Sampling Distribution

Suppose we have a finite population and we draw all possible simple random samples of size $$n$$ without replacement or with replacement. For each sample we calculate a statistic (sample mean $$\overline X $$ or proportion $$\widehat p$$, etc.). All possible values of the statistic make a probability distribution which is called the sampling distribution. The number of all possible samples is usually very large and obviously the number of statistics (any function of the sample) will be equal to the number of samples if one and only one statistic is calculated from each sample. In fact, in practical situations, the sampling distribution has a very large number of values. The shape of the sampling distribution depends upon the size of the sample, the nature of the population and the statistic which is calculated from all possible simple random samples.
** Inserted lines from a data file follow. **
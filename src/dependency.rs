//! Dependency snapshots (spec.md §3/§5): immutable records referencing the
//! current generator/stream/mesher. Replacing any of them publishes a new
//! handle and marks the old one `invalid`, so every in-flight task still
//! holding the old `Arc` observes the flip without needing a lock —
//! mirroring `original_source/engine/priority_dependency.h`'s comment
//! that viewer/dependency reads are intentionally lock-free because a
//! stale read only costs one extra tick before self-cancellation.

use std::sync::atomic::{AtomicBool, Ordering};
use std::sync::Arc;

use crate::interfaces::{Generator, Mesher, Stream};

pub struct StreamingDependency {
    pub generator: Option<Arc<dyn Generator>>,
    pub stream: Option<Arc<dyn Stream>>,
    valid: AtomicBool,
}

impl StreamingDependency {
    pub fn new(generator: Option<Arc<dyn Generator>>, stream: Option<Arc<dyn Stream>>) -> Arc<Self> {
        Arc::new(Self {
            generator,
            stream,
            valid: AtomicBool::new(true),
        })
    }

    pub fn is_valid(&self) -> bool {
        self.valid.load(Ordering::Acquire)
    }

    pub fn invalidate(&self) {
        self.valid.store(false, Ordering::Release);
    }
}

pub struct MeshingDependency {
    pub mesher: Option<Arc<dyn Mesher>>,
    valid: AtomicBool,
}

impl MeshingDependency {
    pub fn new(mesher: Option<Arc<dyn Mesher>>) -> Arc<Self> {
        Arc::new(Self {
            mesher,
            valid: AtomicBool::new(true),
        })
    }

    pub fn is_valid(&self) -> bool {
        self.valid.load(Ordering::Acquire)
    }

    pub fn invalidate(&self) {
        self.valid.store(false, Ordering::Release);
    }
}

/// Holds the volume's current dependency handles and replaces them
/// atomically, invalidating the previous snapshot.
pub struct DependencyRegistry {
    streaming: parking_lot::Mutex<Arc<StreamingDependency>>,
    meshing: parking_lot::Mutex<Arc<MeshingDependency>>,
}

impl DependencyRegistry {
    pub fn new(streaming: Arc<StreamingDependency>, meshing: Arc<MeshingDependency>) -> Self {
        Self {
            streaming: parking_lot::Mutex::new(streaming),
            meshing: parking_lot::Mutex::new(meshing),
        }
    }

    pub fn streaming(&self) -> Arc<StreamingDependency> {
        self.streaming.lock().clone()
    }

    pub fn meshing(&self) -> Arc<MeshingDependency> {
        self.meshing.lock().clone()
    }

    pub fn replace_streaming(&self, new_dep: Arc<StreamingDependency>) {
        let mut slot = self.streaming.lock();
        slot.invalidate();
        *slot = new_dep;
    }

    pub fn replace_meshing(&self, new_dep: Arc<MeshingDependency>) {
        let mut slot = self.meshing.lock();
        slot.invalidate();
        *slot = new_dep;
    }
}

#[cfg(test)]
mod tests {
    use super::*;

    #[test]
    fn replacing_streaming_invalidates_the_old_handle() {
        let dep_a = StreamingDependency::new(None, None);
        let dep_b = StreamingDependency::new(None, None);
        let registry = DependencyRegistry::new(dep_a.clone(), MeshingDependency::new(None));
        assert!(dep_a.is_valid());
        registry.replace_streaming(dep_b.clone());
        assert!(!dep_a.is_valid());
        assert!(dep_b.is_valid());
        assert!(Arc::ptr_eq(&registry.streaming(), &dep_b));
    }
}
//! Output records posted to the per-volume callbacks (spec.md §6).

use crate::data::SharedVoxelBuffer;
use crate::interfaces::{MeshOutput, Surface};
use crate::math::ChunkPos;

#[derive(Debug, Clone, Copy, PartialEq, Eq)]
pub enum BlockDataType {
    Loaded,
    Generated,
    Saved,
}

pub struct BlockDataOutput {
    pub kind: BlockDataType,
    pub position: ChunkPos,
    pub lod: u8,
    pub voxels: Option<SharedVoxelBuffer>,
    pub dropped: bool,
    pub max_lod_hint: Option<u8>,
    pub initial_load: bool,
    pub had_voxels: bool,
    pub had_instances: bool,
}

#[derive(Debug, Clone, Copy, PartialEq, Eq)]
pub enum BlockMeshType {
    Meshed,
    Dropped,
}

pub struct BlockMeshOutput {
    pub kind: BlockMeshType,
    pub position: ChunkPos,
    pub lod: u8,
    pub surfaces: Option<MeshOutput>,
}

/// Posted by the applier's throttled collider pass (spec.md §4.12 step 2),
/// separate from `BlockMeshOutput` since a collider rebuild can lag several
/// ticks behind the visual mesh it was computed alongside.
pub struct ColliderUpdateOutput {
    pub position: ChunkPos,
    pub lod: u8,
    pub collision: Surface,
}

/// Per-volume sink the main-thread applier forwards outputs to. Concrete
/// hosts implement this; the core never assumes a particular delivery
/// mechanism (scene tree signal, channel, callback closure).
pub trait VolumeCallbacks: Send + Sync {
    fn on_data_output(&self, output: BlockDataOutput);
    fn on_mesh_output(&self, output: BlockMeshOutput);
    /// Fired when a data block is unloaded (spec.md §4.6's "rebroadcast a
    /// 'block unloaded' event").
    fn on_block_unloaded(&self, position: ChunkPos, lod: u8) {
        let _ = (position, lod);
    }
    /// Fired by the throttled collider pass; default no-op for hosts that
    /// don't use physics colliders.
    fn on_collider_update(&self, output: ColliderUpdateOutput) {
        let _ = output;
    }
}
impl LodOctree {
    fn new(root_pos: ChunkPos) -> Self {
        Self {
            root: OctreeNode::Leaf { active: false },
            root_pos,
        }
    }

    fn update(&mut self, ctx: &mut UpdateCtx, root_lod: u8) {
        match &self.root {
            OctreeNode::Leaf { active: false } => {
                if ctx.ready(self.root_pos, root_lod) {
                    self.root = OctreeNode::Leaf { active: true };
                    ctx.activate(self.root_pos, root_lod);
                } else {
                    ctx.request(self.root_pos, root_lod);
                    ctx.blocked();
                }
            }
            _ => Self::update_node(&mut self.root, self.root_pos, root_lod, ctx),
        }
    }

    fn update_node(node: &mut OctreeNode, pos: ChunkPos, lod: u8, ctx: &mut UpdateCtx) {
        match node {
            OctreeNode::Leaf { active: false } => {
                // Non-root leaves are only ever created already active
                // (split requires all 8 children ready beforehand); an
                // inactive one here would mean a bug upstream.
            }
            OctreeNode::Leaf { active: true } => {
                if lod == 0 || !ctx.below_split_distance(pos, lod) {
                    return;
                }
                let children = pos.children();
                let child_lod = lod - 1;
                let mut all_ready = true;
                for child in children {
                    if !ctx.ready(child, child_lod) {
                        ctx.request(child, child_lod);
                        all_ready = false;
                    }
                }
                if !all_ready {
                    ctx.blocked();
                    return;
                }
                ctx.deactivate(pos, lod);
                for child in children {
                    ctx.activate(child, child_lod);
                }
                *node = OctreeNode::Subdivided(Box::new(std::array::from_fn(|_| OctreeNode::Leaf {
                    active: true,
                })));
            }
            OctreeNode::Subdivided(children_nodes) => {
                let child_lod = lod - 1;
                let child_positions = pos.children();
                for (child_node, child_pos) in children_nodes.iter_mut().zip(child_positions) {
                    Self::update_node(child_node, child_pos, child_lod, ctx);
                }
                let all_active_leaves = children_nodes
                    .iter()
                    .all(|c| matches!(c, OctreeNode::Leaf { active: true }));
                if !all_active_leaves {
                    return;
                }
                if ctx.below_split_distance(pos, lod) {
                    return;
                }
                if !ctx.ready(pos, lod) {
                    ctx.request(pos, lod);
                    ctx.blocked();
                    return;
                }
                for child_pos in child_positions {
                    ctx.deactivate(child_pos, child_lod);
                }
                ctx.activate(pos, lod);
                *node = OctreeNode::Leaf { active: true };
            }
        }
    }

    fn clear(&mut self, ctx: &mut UpdateCtx, root_lod: u8) {
        Self::deactivate_subtree(&self.root, self.root_pos, root_lod, ctx);
        self.root = OctreeNode::Leaf { active: false };
    }

    fn deactivate_subtree(node: &OctreeNode, pos: ChunkPos, lod: u8, ctx: &mut UpdateCtx) {
        match node {
            OctreeNode::Leaf { active: true } => ctx.deactivate(pos, lod),
            OctreeNode::Leaf { active: false } => {}
            OctreeNode::Subdivided(children) => {
                let child_lod = lod - 1;
                for (child_node, child_pos) in children.iter().zip(pos.children()) {
                    Self::deactivate_subtree(child_node, child_pos, child_lod, ctx);
                }
            }
        }
    }
}

/// Results of one octree-grid update pass, consumed by the update task
/// (spec.md §4.9): positions needing a data load or mesh build, and the
/// activation/deactivation edges to apply to `MeshMap`.
#[derive(Debug, Default)]
pub struct OctreeUpdateResult {
    pub data_loads_needed: Vec<(ChunkPos, u8)>,
    pub mesh_builds_needed: Vec<(ChunkPos, u8)>,
    pub blocks_to_activate: Vec<(ChunkPos, u8)>,
    pub blocks_to_deactivate: Vec<(ChunkPos, u8)>,
    pub blocked_count: u32,
    pub lods_touched: BTreeSet<u8>,
}

impl OctreeUpdateResult {
    fn merge(&mut self, mut other: OctreeUpdateResult) {
        self.data_loads_needed.append(&mut other.data_loads_needed);
        self.mesh_builds_needed.append(&mut other.mesh_builds_needed);
        self.blocks_to_activate.append(&mut other.blocks_to_activate);
        self.blocks_to_deactivate.append(&mut other.blocks_to_deactivate);
        self.blocked_count += other.blocked_count;
        self.lods_touched.append(&mut other.lods_touched);
    }
}

struct UpdateCtx<'a> {
    volume: &'a VolumeShared,
    viewer_octree_pos: glam::Vec3,
    lod_distance_octree_space: f32,
    result: OctreeUpdateResult,
}

impl<'a> UpdateCtx<'a> {
    fn new(volume: &'a VolumeShared, viewer_world_pos: glam::Vec3, lod_distance_octree_space: f32) -> Self {
        Self {
            volume,
            viewer_octree_pos: viewer_world_pos / volume.config.mesh_block_size as f32,
            lod_distance_octree_space,
            result: OctreeUpdateResult::default(),
        }
    }

    fn ready(&self, pos: ChunkPos, lod: u8) -> bool {
        let Ok(data_map) = self.volume.data.lod(lod) else {
            return false;
        };
        if !data_map.contains(pos) {
            return false;
        }
        let Ok(mesh_map) = self.volume.mesh.lod(lod) else {
            return false;
        };
        mesh_map.get(pos).map(|b| b.state() == MeshState::UpToDate).unwrap_or(false)
    }

    /// Requests whatever `pos`/`lod` is missing: a data load if the block
    /// isn't in the data map yet, else a mesh build if it isn't meshed.
    fn request(&mut self, pos: ChunkPos, lod: u8) {
        let Ok(data_map) = self.volume.data.lod(lod) else {
            return;
        };
        if !data_map.contains(pos) {
            if self.volume.loading_blocks(lod).begin(pos) {
                self.result.data_loads_needed.push((pos, lod));
            }
            return;
        }
        let Ok(mesh_map) = self.volume.mesh.lod(lod) else {
            return;
        };
        let block = mesh_map.get_or_insert(pos);
        if block.state() != MeshState::UpToDate && block.schedule_mesh_update(true) {
            self.result.mesh_builds_needed.push((pos, lod));
        }
    }

    fn blocked(&mut self) {
        self.result.blocked_count += 1;
    }

    fn activate(&mut self, pos: ChunkPos, lod: u8) {
        if let Ok(mesh_map) = self.volume.mesh.lod(lod) {
            mesh_map.get_or_insert(pos).active.store(true, Ordering::SeqCst);
        }
        self.result.blocks_to_activate.push((pos, lod));
        self.result.lods_touched.insert(lod);
    }

    fn deactivate(&mut self, pos: ChunkPos, lod: u8) {
        if let Ok(mesh_map) = self.volume.mesh.lod(lod) {
            if let Some(block) = mesh_map.get(pos) {
                block.active.store(false, Ordering::SeqCst);
            }
        }
        self.result.blocks_to_deactivate.push((pos, lod));
        self.result.lods_touched.insert(lod);
    }

    /// Axis-aligned distance from the viewer to the node's bounding box,
    /// both expressed in octree space (units of `mesh_block_size`), so
    /// the threshold is the same at every LOD (spec.md §4.9).
    fn below_split_distance(&self, pos: ChunkPos, lod: u8) -> bool {
        let scale = 1i32 << lod;
        let min = glam::IVec3::from(pos) * scale;
        let max = min + glam::IVec3::splat(scale);
        let box_ = Box3i::new(min, max);
        let d2 = box_.distance_squared_to_point(self.viewer_octree_pos);
        d2 < self.lod_distance_octree_space * self.lod_distance_octree_space
    }
}

/// Owns a grid of `LodOctree`s centered on the viewer, creating one on
/// entering a grid cell and clearing (deactivating every leaf) on
/// leaving one.
pub struct OctreeGridDriver {
    root_lod: u8,
    cell_size_world: f32,
    lod_distance_octree_space: f32,
    octrees: FxHashMap<ChunkPos, LodOctree>,
    sliding: SlidingBox,
    last_viewer_pos: Option<glam::Vec3>,
    any_blocked_last_update: bool,
    pub force_update_next: bool,
}

impl OctreeGridDriver {
    pub fn new(config: &crate::config::VolumeConfig) -> Self {
        let root_lod = config.lod_count.saturating_sub(1);
        let cell_size_world = config.mesh_block_size as f32 * (1u32 << root_lod) as f32;
        Self {
            root_lod,
            cell_size_world,
            lod_distance_octree_space: config.lod_distance / config.mesh_block_size as f32,
            octrees: FxHashMap::default(),
            sliding: SlidingBox::new(),
            last_viewer_pos: None,
            any_blocked_last_update: true,
            force_update_next: true,
        }
    }

    pub fn active_cell_count(&self) -> usize {
        self.octrees.len()
    }

    /// Runs one traversal pass. Short-circuits (spec.md §4.9) when
    /// nothing was blocked last update, no forced update is pending, and
    /// the viewer hasn't moved more than half an octree leaf.
    pub fn update(&mut self, volume: &VolumeShared, viewer_pos: glam::Vec3) -> OctreeUpdateResult {
        let moved = self.last_viewer_pos.map_or(f32::MAX, |p| p.distance(viewer_pos));
        let leaf_half = volume.config.mesh_block_size as f32 / 2.0;
        if !self.any_blocked_last_update && !self.force_update_next && moved <= leaf_half {
            return OctreeUpdateResult::default();
        }
        self.force_update_next = false;
        self.last_viewer_pos = Some(viewer_pos);

        let mut result = OctreeUpdateResult::default();

        let cell_pos = glam::IVec3::new(
            (viewer_pos.x / self.cell_size_world).floor() as i32,
            (viewer_pos.y / self.cell_size_world).floor() as i32,
            (viewer_pos.z / self.cell_size_world).floor() as i32,
        );
        let extent = ((volume.config.view_distance / self.cell_size_world).ceil() as i32).max(0) + 1;
        let grid_box = Box3i::from_center_half_extent(cell_pos, extent);
        let delta = self.sliding.advance(grid_box);

        for pos in delta.exited {
            if let Some(mut octree) = self.octrees.remove(&pos) {
                let mut ctx = UpdateCtx::new(volume, viewer_pos, self.lod_distance_octree_space);
                octree.clear(&mut ctx, self.root_lod);
                result.merge(ctx.result);
            }
        }
        for pos in delta.entered {
            self.octrees.entry(pos).or_insert_with(|| LodOctree::new(pos));
        }

        for octree in self.octrees.values_mut() {
            let mut ctx = UpdateCtx::new(volume, viewer_pos, self.lod_distance_octree_space);
            octree.update(&mut ctx, self.root_lod);
            result.merge(ctx.result);
        }

        self.any_blocked_last_update = result.blocked_count > 0;
        result
    }
}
Some of the most well-known sampling distributions are:

(1) Binomial distribution

(2) Normal distribution

(3) t-distribution

(4) Chi-square distribution

(5) F-distribution

These distributions are called derived distributions because they are derived from all possible samples.

 

Standard Error

The standard deviation of a statistic is called the standard error of that statistic. If the statistic is $$\overline X $$, the standard deviation of all possible values of $$\overline X $$ is called the standard error of $$\overline X $$, which may be written as S.E.$$\left( {\overline X } \right)$$ or $${\sigma _{\overline X }}$$. Similarly, if the sample statistic is proportion $$\widehat p$$, the standard deviation of all possible values of $$\widehat p$$ is called the standard error of $$\widehat p$$ and is denoted by $${\sigma _{\widehat p}}$$ or S.E. $$\left( {\widehat p} \right)$$.

 

Sampling Distribution of $$\overline X $$

The probability distribution of all possible values of $$\overline X $$ calculated from all possible simple random samples is called the sampling distribution of $$\overline X $$. In brief, we shall call it the distribution of $$\overline X $$. The mean of this distribution is called the expected value of $$\overline X $$ and is written as $$E\left( {\overline X } \right)$$ or $${\mu _{\overline X }}$$. The standard deviation (standard error) of this distribution is denoted by S.E.$$\left( {\overline X } \right)$$ or $${\sigma _{\overline X }}$$ and the variance of $$\overline X $$ is denoted by $$Var\left( {\overline X } \right)$$ or $${\sigma ^2}_{\overline X }$$. The distribution of $$\overline X $$ has some important properties:

  • One important property of the distribution of$$\overline X $$ is that it is a normal distribution when the size of the sample is large. When the sample size $$n$$ is more than$$30$$, we call it a large sample size. The shape of the population distribution does not matter. The population may be normal or non-normal, the distribution of $$\overline X $$ is normal for $$n > 30$$, but this is true when the number of samples is very large. As the distribution of random variable $$\overline X $$ is normal, $$\overline X $$ can be transformed into a standard normal variable $$Z$$ where $$Z = \frac{{\overline X – \mu }}{{\sigma /\sqrt n }}$$. The distribution of $$\overline X $$ has a t-distribution when the population is normal and $$n \leqslant 30$$. Diagram (a) shows the normal distribution and diagram (b) shows the t-distribution.


sampling-a
sampling-b

  • The mean of the distribution of $$\overline X $$ is equal to the mean of the population. Thus $$E\left( {\overline X } \right) = {\mu _{\overline X }} = \mu $$ (population mean). This relation is true for small as well as large sample sizes in sampling without replacement and with replacement.
  • The standard error (standard deviation) of $$\overline X $$ is related to the standard deviation of the population $$\sigma $$ through the relations:
    S.E.$$\left( {\overline X } \right) = {\sigma _{\overline X }} = \frac{\sigma }{{\sqrt n }}$$
    This is true when population is infinite, which means $$N$$ is very large or the sampling is done with replacement from a finite or infinite population.
     S.E.$$\left( {\overline X } \right) = {\sigma _{\overline X }} = \frac{\sigma }{{\sqrt n }}\sqrt {\frac{{N – n}}{{N – 1}}} $$
    This is true when sampling is without replacement from a finite population. The above two equations between $${\sigma _{\overline X }}$$ and $$\sigma $$ are true both for small as well as large sample sizes.